### Activity
Examine the entries and show every line in which the word "matches" is found.

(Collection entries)
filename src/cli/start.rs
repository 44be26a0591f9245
use crate::cli::{actions::Action, commands, dispatch, telemetry};
use anyhow::Result;

/// Map verbosity count to tracing level
const fn get_verbosity_level(verbosity: u8) -> Option<tracing::Level> {
    match verbosity {
        0 => None,
        1 => Some(tracing::Level::WARN),
        2 => Some(tracing::Level::INFO),
        3 => Some(tracing::Level::DEBUG),
        _ => Some(tracing::Level::TRACE),
    }
}

/// Parse arguments, initialize telemetry and return the action to run.
///
/// # Errors
///
/// Returns an error if telemetry initialization or action dispatch fails
pub fn start() -> Result<Action> {
    let matches = commands::new().get_matches();

    let verbosity_level = get_verbosity_level(
        matches
            .get_one::<u8>(commands::logging::ARG_VERBOSITY)
            .copied()
            .unwrap_or(0),
    );

    telemetry::init(verbosity_level)?;

    dispatch::handler(&matches)
}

### Finished task
    let matches = commands::new().get_matches();
        matches
    dispatch::handler(&matches)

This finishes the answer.